Data extracted from a collection:
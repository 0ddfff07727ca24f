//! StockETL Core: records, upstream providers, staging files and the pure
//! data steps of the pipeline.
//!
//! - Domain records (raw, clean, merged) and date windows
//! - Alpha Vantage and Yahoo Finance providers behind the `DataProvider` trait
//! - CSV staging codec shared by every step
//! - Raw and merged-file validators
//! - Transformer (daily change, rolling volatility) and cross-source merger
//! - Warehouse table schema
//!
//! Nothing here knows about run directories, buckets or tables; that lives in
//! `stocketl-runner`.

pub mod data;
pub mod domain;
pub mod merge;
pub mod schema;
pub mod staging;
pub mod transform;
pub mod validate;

** WHAT IS NEEDED **
Only the lines that hold the word "providers" are wanted; each should be pulled from the records.

** TASK ANSWER **
//! StockETL Core: records, upstream providers, staging files and the pure
//! - Alpha Vantage and Yahoo Finance providers behind the `DataProvider` trait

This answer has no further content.